"""

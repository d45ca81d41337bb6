//! Backend entry-point: loads settings, prepares state and runs the server.

use actix_web::web;
use color_eyre::eyre::{Context, Result};
use mockable::DefaultClock;
use ortho_config::OrthoConfig as _;
use std::sync::Arc;
use tracing::{info, warn};
use tracing_subscriber::{EnvFilter, fmt};

use propvest::inbound::http::health::HealthState;
use propvest::server::{
    AppSettings, ServerConfig, build_runtime_state, create_server, load_session_key,
};

#[actix_web::main]
async fn main() -> Result<()> {
    color_eyre::install()?;
    if let Err(e) = fmt()
        .with_env_filter(EnvFilter::from_default_env())
        .json()
        .try_init()
    {
        warn!(error = %e, "tracing init failed");
    }

    let settings = AppSettings::load().wrap_err("failed to load settings")?;
    let bind_addr = settings.bind_addr().wrap_err("invalid bind address")?;
    let key = load_session_key(settings.session_key_file.as_deref())?;
    let http_state = build_runtime_state(&settings).await?;

    let health_state = web::Data::new(HealthState::new(Arc::new(DefaultClock)));
    let config = ServerConfig::new(key, settings.cookie_secure(), bind_addr);
    let server = create_server(health_state, http_state, config)
        .wrap_err_with(|| format!("failed to bind {bind_addr}"))?;

    info!(%bind_addr, "listening");
    server.await.wrap_err("server terminated")
}
//! Process-local store backing every persistence port.
//!
//! Tables sit behind one `std::sync::RwLock`. Each port call takes the lock
//! once, so single-row operations and the listing cascade are atomic. The
//! lock is never held across an `.await`. Multi-call sequences such as an
//! investment commit are coordinated by the domain's per-listing locks.
//!
//! With a data directory, every mutation re-serializes each touched table
//! in full and rewrites its file, so an investment append costs time
//! proportional to the whole ledger. Encoding happens under the write lock.
//! File I/O happens after it is released, under a flush mutex taken before
//! the release so files land in mutation order. That I/O still blocks the
//! calling worker thread.

use std::collections::HashMap;
use std::path::Path;
use std::sync::{Mutex, RwLock, RwLockReadGuard, RwLockWriteGuard};

use tracing::{info, warn};

use crate::domain::{
    Email, Investment, Listing, ListingId, OtpRecord, RaisedTotalAdjustment, TeamInvite, User,
    UserId,
};

use super::models::{
    AdjustmentRow, InvestmentRow, ListingRow, OtpRow, TeamInviteRow, UserRow,
};
use super::snapshot::{
    ADJUSTMENTS_FILE, EncodedTable, INVESTMENTS_FILE, LISTINGS_FILE, PENDING_OTPS_FILE,
    SnapshotDir, SnapshotError, TEAM_INVITES_FILE, USERS_FILE,
};

/// Table names, used to decide which snapshot files a mutation rewrites.
#[derive(Debug, Clone, Copy, PartialEq, Eq)]
pub(crate) enum Table {
    Users,
    Listings,
    Investments,
    TeamInvites,
    PendingOtps,
    Adjustments,
}

#[derive(Debug, Default)]
pub(crate) struct Tables {
    pub users: HashMap<UserId, User>,
    pub listings: HashMap<ListingId, Listing>,
    pub investments: Vec<Investment>,
    pub team_invites: Vec<TeamInvite>,
    pub pending_otps: HashMap<Email, OtpRecord>,
    pub adjustments: Vec<RaisedTotalAdjustment>,
}

impl Tables {
    fn load(snapshots: &SnapshotDir) -> Result<Self, SnapshotError> {
        let users: Vec<User> = snapshots.load::<UserRow, _>(USERS_FILE)?;
        let listings: Vec<Listing> = snapshots.load::<ListingRow, _>(LISTINGS_FILE)?;
        let otps: Vec<OtpRecord> = snapshots.load::<OtpRow, _>(PENDING_OTPS_FILE)?;
        Ok(Self {
            users: users.into_iter().map(|user| (*user.id(), user)).collect(),
            listings: listings
                .into_iter()
                .map(|listing| (listing.id().clone(), listing))
                .collect(),
            investments: snapshots.load::<InvestmentRow, _>(INVESTMENTS_FILE)?,
            team_invites: snapshots.load::<TeamInviteRow, _>(TEAM_INVITES_FILE)?,
            pending_otps: otps
                .into_iter()
                .map(|record| (record.email.clone(), record))
                .collect(),
            adjustments: snapshots.load::<AdjustmentRow, _>(ADJUSTMENTS_FILE)?,
        })
    }

    fn encode(&self, snapshots: &SnapshotDir, table: Table) -> Result<EncodedTable, SnapshotError> {
        match table {
            Table::Users => {
                let mut users: Vec<&User> = self.users.values().collect();
                users.sort_by_key(|user| (user.created_at(), *user.id()));
                let rows: Vec<UserRow> = users.into_iter().map(UserRow::from).collect();
                snapshots.encode(USERS_FILE, &rows)
            }
            Table::Listings => {
                let mut listings: Vec<&Listing> = self.listings.values().collect();
                listings.sort_by(|a, b| a.id().cmp(b.id()));
                let rows: Vec<ListingRow> = listings.into_iter().map(ListingRow::from).collect();
                snapshots.encode(LISTINGS_FILE, &rows)
            }
            Table::Investments => {
                let rows: Vec<InvestmentRow> =
                    self.investments.iter().map(InvestmentRow::from).collect();
                snapshots.encode(INVESTMENTS_FILE, &rows)
            }
            Table::TeamInvites => {
                let rows: Vec<TeamInviteRow> =
                    self.team_invites.iter().map(TeamInviteRow::from).collect();
                snapshots.encode(TEAM_INVITES_FILE, &rows)
            }
            Table::PendingOtps => {
                let mut records: Vec<&OtpRecord> = self.pending_otps.values().collect();
                records.sort_by(|a, b| a.email.cmp(&b.email));
                let rows: Vec<OtpRow> = records.into_iter().map(OtpRow::from).collect();
                snapshots.encode(PENDING_OTPS_FILE, &rows)
            }
            Table::Adjustments => {
                let rows: Vec<AdjustmentRow> =
                    self.adjustments.iter().map(AdjustmentRow::from).collect();
                snapshots.encode(ADJUSTMENTS_FILE, &rows)
            }
        }
    }
}

/// In-process implementation of every persistence port.
#[derive(Debug, Default)]
pub struct MemoryStore {
    tables: RwLock<Tables>,
    snapshots: Option<SnapshotDir>,
    flush: Mutex<()>,
}

const POISONED: &str = "store lock poisoned";

impl MemoryStore {
    /// Create an empty store that never touches the filesystem.
    pub fn new() -> Self {
        Self::default()
    }

    /// Load snapshots from `data_dir` (creating it when missing) and keep
    /// them current after every mutation.
    pub fn open(data_dir: &Path) -> Result<Self, SnapshotError> {
        let snapshots = SnapshotDir::open(data_dir)?;
        let tables = Tables::load(&snapshots)?;
        info!(
            data_dir = %data_dir.display(),
            users = tables.users.len(),
            listings = tables.listings.len(),
            investments = tables.investments.len(),
            "snapshot store opened"
        );
        Ok(Self {
            tables: RwLock::new(tables),
            snapshots: Some(snapshots),
            flush: Mutex::new(()),
        })
    }

    pub(crate) fn read<T>(&self, f: impl FnOnce(&Tables) -> T) -> Result<T, &'static str> {
        let guard: RwLockReadGuard<'_, Tables> = self.tables.read().map_err(|_| POISONED)?;
        Ok(f(&guard))
    }

    /// Mutate the tables and rewrite the snapshot files of `touched`.
    ///
    /// Snapshot failures are logged and do not fail the mutation; the
    /// in-memory state stays authoritative for the running process.
    pub(crate) fn write<T>(
        &self,
        touched: &[Table],
        f: impl FnOnce(&mut Tables) -> T,
    ) -> Result<T, &'static str> {
        let mut guard: RwLockWriteGuard<'_, Tables> = self.tables.write().map_err(|_| POISONED)?;
        let outcome = f(&mut guard);
        let Some(snapshots) = &self.snapshots else {
            return Ok(outcome);
        };
        let encoded: Vec<EncodedTable> = touched
            .iter()
            .filter_map(|table| match guard.encode(snapshots, *table) {
                Ok(encoded) => Some(encoded),
                Err(error) => {
                    warn!(table = ?table, error = %error, "snapshot encoding failed");
                    None
                }
            })
            .collect();
        let _flush = self
            .flush
            .lock()
            .unwrap_or_else(|poisoned| poisoned.into_inner());
        drop(guard);
        for table in &encoded {
            if let Err(error) = snapshots.write(table) {
                warn!(file = table.file, error = %error, "snapshot write failed");
            }
        }
        Ok(outcome)
    }
}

"""

> _WHAT THE EXERCISE ASKS_: Starting at the first line of the records above, please copy every line exactly through the line containing "sequences such as an", and stop there.

> _SOLUTION TO THE PROBLEM_:
repository d45ca81d41337bb6
//! Backend entry-point: loads settings, prepares state and runs the server.

use actix_web::web;
use color_eyre::eyre::{Context, Result};
use mockable::DefaultClock;
use ortho_config::OrthoConfig as _;
use std::sync::Arc;
use tracing::{info, warn};
use tracing_subscriber::{EnvFilter, fmt};

use propvest::inbound::http::health::HealthState;
use propvest::server::{
    AppSettings, ServerConfig, build_runtime_state, create_server, load_session_key,
};

#[actix_web::main]
async fn main() -> Result<()> {
    color_eyre::install()?;
    if let Err(e) = fmt()
        .with_env_filter(EnvFilter::from_default_env())
        .json()
        .try_init()
    {
        warn!(error = %e, "tracing init failed");
    }

    let settings = AppSettings::load().wrap_err("failed to load settings")?;
    let bind_addr = settings.bind_addr().wrap_err("invalid bind address")?;
    let key = load_session_key(settings.session_key_file.as_deref())?;
    let http_state = build_runtime_state(&settings).await?;

    let health_state = web::Data::new(HealthState::new(Arc::new(DefaultClock)));
    let config = ServerConfig::new(key, settings.cookie_secure(), bind_addr);
    let server = create_server(health_state, http_state, config)
        .wrap_err_with(|| format!("failed to bind {bind_addr}"))?;

    info!(%bind_addr, "listening");
    server.await.wrap_err("server terminated")
}
//! Process-local store backing every persistence port.
//!
//! Tables sit behind one `std::sync::RwLock`. Each port call takes the lock
//! once, so single-row operations and the listing cascade are atomic. The
//! lock is never held across an `.await`. Multi-call sequences such as an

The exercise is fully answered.